Transient Occupancy Tax
New Orleans hotel guests pay among the highest combined occupancy taxes in the United States, layering state, parish, and stadium/tourism district levies onto every room night under thirty days.
Key details: State sales tax: 4.45%. Parish hotel tax: 5%. Stadium/tourism add-on: 6.75%. Combined rate: ~16.35%. Filing cadence: Monthly.
Operators failing to collect, underreporting receipts, or remitting late owe back taxes plus interest, civil penalties up to twenty-five percent, and risk losing their operational permits to host paying guests.
Compared to other cities, New Orleans takes a harder line on transient occupancy tax. The enforcement and penalty structure reflects that.
Hotel Living Wage
New Orleans Code of Ordinances Chapter 70, Section 13, requires covered employers receiving city contracts or financial assistance to pay employees a living wage above the federal minimum, indexed annually for inflation.
Key details: Authority: Code Ch. 70 Β§13. Original wage floor: $10.55/hour (2015). Adjustment: Annual CPI. Coverage trigger: City contracts/subsidies.
Underpayment exposes employers to back-wage claims, contract suspension or debarment from city procurement, and civil penalties enforced through the New Orleans Office of Workforce Development.
Hotel Worker Retention
Unlike Los Angeles or Washington D.C., New Orleans has not enacted a binding hospitality worker retention ordinance; transitioning hotels and convention venues handle workforce continuity through collective bargaining or voluntary policy rather than mandate.
Key details: Local mandate: None adopted.

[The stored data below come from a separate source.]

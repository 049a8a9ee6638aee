use std::time::Duration;

use crate::cli::{Args, CompressionMode};
use crate::error::ConfigError;
use crate::pdf::transcode::TranscodeParams;

use super::defaults::*;

/// Runtime settings for one compression run
#[derive(Debug, Clone, PartialEq)]
pub struct CompressionConfig {
    pub mode: CompressionMode,
    pub target_ppi: u32,
    pub jpeg_quality: u8,

    /// Longest page side assumed when converting PPI to a pixel limit
    pub assumed_page_inches: u32,

    /// Per-image wall-clock budget; `None` lets an image take as long as it needs
    pub image_time_budget: Option<Duration>,
}

impl Default for CompressionConfig {
    fn default() -> Self {
        Self::for_mode(CompressionMode::default())
    }
}

impl CompressionConfig {
    /// Create settings with the defaults of the given mode
    pub fn for_mode(mode: CompressionMode) -> Self {
        let defaults = mode.defaults();
        Self {
            mode,
            target_ppi: defaults.target_ppi,
            jpeg_quality: defaults.jpeg_quality,
            assumed_page_inches: ASSUMED_PAGE_INCHES,
            image_time_budget: Some(DEFAULT_IMAGE_TIME_BUDGET),
        }
    }

    /// Create settings from CLI arguments
    pub fn from_args(args: &Args) -> Self {
        let mut config = Self::for_mode(args.mode);
        if let Some(ppi) = args.ppi {
            config = config.with_target_ppi(ppi);
        }
        if let Some(quality) = args.quality {
            config = config.with_jpeg_quality(quality);
        }
        if let Some(secs) = args.image_timeout_secs {
            let budget = (secs > 0).then(|| Duration::from_secs(secs));
            config = config.with_image_time_budget(budget);
        }
        config
    }

    pub fn with_target_ppi(mut self, target_ppi: u32) -> Self {
        self.target_ppi = target_ppi;
        self
    }

    pub fn with_jpeg_quality(mut self, jpeg_quality: u8) -> Self {
        self.jpeg_quality = jpeg_quality;
        self
    }

    pub fn with_image_time_budget(mut self, budget: Option<Duration>) -> Self {
        self.image_time_budget = budget;
        self
    }

    /// Check that overrides stay inside the supported ranges
    pub fn validate(&self) -> Result<(), ConfigError> {
        if !(MIN_TARGET_PPI..=MAX_TARGET_PPI).contains(&self.target_ppi) {
            return Err(ConfigError::PpiOutOfRange(self.target_ppi));
        }
        if !(MIN_JPEG_QUALITY..=MAX_JPEG_QUALITY).contains(&self.jpeg_quality) {
            return Err(ConfigError::QualityOutOfRange(self.jpeg_quality));
        }
        Ok(())
    }

    /// Whether document metadata is removed before saving
    pub fn strip_metadata(&self) -> bool {
        self.mode.defaults().strip_metadata
    }

    /// Longest side, in pixels, an image may keep
    pub fn max_image_side(&self) -> u32 {
        self.target_ppi.saturating_mul(self.assumed_page_inches)
    }

    pub fn transcode_params(&self) -> TranscodeParams {
        TranscodeParams {
            max_side: self.max_image_side(),
            jpeg_quality: self.jpeg_quality,
        }
    }
}
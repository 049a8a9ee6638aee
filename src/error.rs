use std::time::Duration;

use thiserror::Error;

/// Fatal errors: the run produces no output document.
#[derive(Error, Debug)]
pub enum CompressError {
    #[error("Failed to parse PDF: {0}")]
    DocumentParse(String),

    #[error("PDF is encrypted and cannot be opened without a password")]
    Encrypted,

    #[error("Invalid compression settings: {0}")]
    InvalidConfig(#[from] ConfigError),

    #[error("Failed to write compressed PDF: {0}")]
    Serialization(String),

    #[error("Internal error while compressing: {0}")]
    Panicked(String),
}

/// Per-image errors. These never abort a run; the image is left untouched.
#[derive(Error, Debug, Clone, PartialEq, Eq)]
pub enum ImageError {
    #[error("Cannot decode image: {0}")]
    Decode(String),

    #[error("Unsupported stream filter: {0}")]
    UnsupportedFilter(String),

    #[error("Unsupported color space: {0}")]
    UnsupportedColorSpace(String),

    #[error("Unsupported bit depth: {0} bits per component")]
    UnsupportedBitDepth(i64),

    #[error("Unsupported /Decode array: {0}")]
    UnsupportedDecode(String),

    #[error("Color-key /Mask cannot be carried over to a re-encoded image")]
    ColorKeyMask,

    #[error("Cannot encode image: {0}")]
    Encode(String),

    #[error("Transcoding exceeded the {0:?} time budget")]
    TimedOut(Duration),

    #[error("Transcoder worker failed: {0}")]
    WorkerFailed(String),
}

#[derive(Error, Debug, Clone, PartialEq, Eq)]
pub enum ConfigError {
    #[error("target PPI {0} is outside the supported range 50-300")]
    PpiOutOfRange(u32),

    #[error("JPEG quality {0} is outside the supported range 10-95")]
    QualityOutOfRange(u8),
}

Primary lever: Union contracts. Federal floor: WARN Act notice. Preemption risk: LA RS 23:642.
Without a local ordinance, enforcement is purely contractual or grievance-based. Federal WARN notice failures may yield back pay damages, but no automatic retention right exists for non-union hospitality workers in New Orleans.
The rules around hotel worker retention in New Orleans lean permissive, but that does not mean anything goes.
The Bottom Line
New Orleans's hotels & lodging rules are a mixed bag. Some areas are strict, others are relaxed, and the details matter. The best approach is to check the specific rule that applies to your situation rather than assuming New Orleans is broadly strict or permissive.
This guide is based on New Orleans's current municipal code. Local rules can and do change, so check the individual ordinance pages for the latest details, penalties, and FAQs.